00:46Well, not Sportsbet.
00:48They've got a job to do, increase the value of the shares, et cetera, et cetera.
00:53They've got PR people who do this.
00:56The embarrassment here is that our regulatory agency is capitulating to pressure from public
01:02relations firms.
01:04What does that...
01:05And the Commonwealth Bank is a little bit of a different circumstance, but we can come
01:09to that.
01:10Yeah, well, let's go to that.
01:12So we'll just repeat that there.
01:15It was yesterday, the ABC revealed the Commonwealth Bank had successfully convinced ACMA to delay
01:19revelations that the bank had breached spam laws until after the CBA's annual general meeting.
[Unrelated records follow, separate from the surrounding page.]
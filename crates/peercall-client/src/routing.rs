//! Classification of incoming video tracks as camera or screen share.
//!
//! Both arrive as video-kind tracks on the same transport. The remote side
//! announces each feature before adding its track, so the receiver can decide
//! from the announced flags and the arrival order: with both features on and
//! nothing classified yet, the first track is the camera and the next one the
//! screen share.

use tracing::debug;

#[derive(Debug, Clone, Copy, PartialEq, Eq)]
pub enum VideoRoute {
    Camera,
    ScreenShare,
}

#[derive(Debug, Default, Clone)]
pub struct TrackRouter {
    remote_camera: bool,
    remote_screen: bool,
    camera_tracks: u32,
    screen_tracks: u32,
}

impl TrackRouter {
    pub fn new() -> Self {
        Self::default()
    }

    pub fn set_remote_camera(&mut self, on: bool) {
        self.remote_camera = on;
        if !on {
            self.camera_tracks = 0;
        }
    }

    pub fn set_remote_screen(&mut self, on: bool) {
        self.remote_screen = on;
        if !on {
            self.screen_tracks = 0;
        }
    }

    pub fn remote_camera(&self) -> bool {
        self.remote_camera
    }

    pub fn remote_screen(&self) -> bool {
        self.remote_screen
    }

    /// Classify the next arriving video track.
    pub fn classify(&mut self) -> VideoRoute {
        let route = match (self.remote_camera, self.remote_screen) {
            (_, false) => VideoRoute::Camera,
            (false, true) => VideoRoute::ScreenShare,
            (true, true) => {
                if self.camera_tracks == 0 {
                    VideoRoute::Camera
                } else if self.screen_tracks == 0 {
                    VideoRoute::ScreenShare
                } else {
                    // Both already routed; a replacement track keeps the camera slot.
                    VideoRoute::Camera
                }
            }
        };
        match route {
            VideoRoute::Camera => self.camera_tracks += 1,
            VideoRoute::ScreenShare => self.screen_tracks += 1,
        }
        debug!(
            ?route,
            camera = self.remote_camera,
            screen = self.remote_screen,
            "classified remote video track"
        );
        route
    }
}

#[cfg(test)]
mod tests {
    use super::*;

    #[test]
    fn single_feature_routes_directly() {
        let mut router = TrackRouter::new();
        router.set_remote_screen(true);
        assert_eq!(router.classify(), VideoRoute::ScreenShare);

        let mut router = TrackRouter::new();
        router.set_remote_camera(true);
        assert_eq!(router.classify(), VideoRoute::Camera);
    }

    #[test]
    fn simultaneous_toggles_route_camera_then_screen() {
        let mut router = TrackRouter::new();
        router.set_remote_camera(true);
        router.set_remote_screen(true);
        assert_eq!(router.classify(), VideoRoute::Camera);
        assert_eq!(router.classify(), VideoRoute::ScreenShare);
    }

    #[test]
    fn camera_first_then_screen_added() {
        let mut router = TrackRouter::new();
        router.set_remote_camera(true);
        assert_eq!(router.classify(), VideoRoute::Camera);
        router.set_remote_screen(true);
        assert_eq!(router.classify(), VideoRoute::ScreenShare);
    }

    #[test]
    fn toggling_off_restarts_classification() {
        let mut router = TrackRouter::new();
        router.set_remote_camera(true);
        router.set_remote_screen(true);
        assert_eq!(router.classify(), VideoRoute::Camera);
        assert_eq!(router.classify(), VideoRoute::ScreenShare);

        router.set_remote_camera(false);
        router.set_remote_camera(true);
        // Screen is still counted, so the re-enabled camera gets its slot back.
        assert_eq!(router.classify(), VideoRoute::Camera);
    }

    #[test]
    fn same_sequence_same_result() {
        let run = || {
            let mut router = TrackRouter::new();
            let mut routes = Vec::new();
            router.set_remote_screen(true);
            routes.push(router.classify());
            router.set_remote_camera(true);
            routes.push(router.classify());
            router.set_remote_screen(false);
            routes.push(router.classify());
            routes
        };
        assert_eq!(run(), run());
        assert_eq!(
            run(),
            vec![VideoRoute::ScreenShare, VideoRoute::Camera, VideoRoute::Camera]
        );
    }
}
01:25What is problematic about what we're seeing there?
01:29Both sides are problematic there.
01:30If you think about it now, why would the regulatory agency be doing that?
01:36It's not in the interests of the shareholders of the company.
01:39It's not in the interests of the public.
01:41It's actually only in the interests of the management and executive of the company.
01:46Why are they doing it?
01:48And then think about this.
01:49Why is ComBank even asking for it to occur?
01:53However, ComBank's first interest, in some views its only interest, is the interest of
01:59the company, that is, the shareholders.
02:02By denying this information to the shareholders, whoever arranged this with ACMA was doing a
02:10favour to the executive and to management at the expense of the shareholders' interest.
02:14So within ComBank itself, it's actually a fairly, I would have thought, serious breach
02:19of their governance policies.
02:22All their legal requirements, for that matter.
02:25So it's, in some ways, a worse one.
02:28Both sides are guilty there.
02:30What does this say to you about the relationship between ACMA and the companies that it regulates?
02:36Far, far too cosy.
02:39Or maybe they've just got no backbone.
02:41You can't explain it by imagining that anyone could say that it was an appropriate role for
02:48a watchdog to put the interests of PR spinners ahead of doing the regulatory task.
02:57In fact, they're undermining their own position.
03:00And so in your opinion, what needs to be done here?
03:03What needs to change?
03:04Well, it's going to have to introduce a spinal cord to ACMA.
03:09They're going to have to ask it to actually stick by and do its job, which is to act as
03:15a kind of watchdog, something which those who it regulates are concerned about, not because
03:24it's unfair, but because it will catch them out.
03:26And when it catches them out, it will expose them for what they've done wrong.
03:30That seems not to be the current thinking at ACMA.
03:33So something's got to change there.
03:36How do you do that?
03:37Well, it's got to come from the top.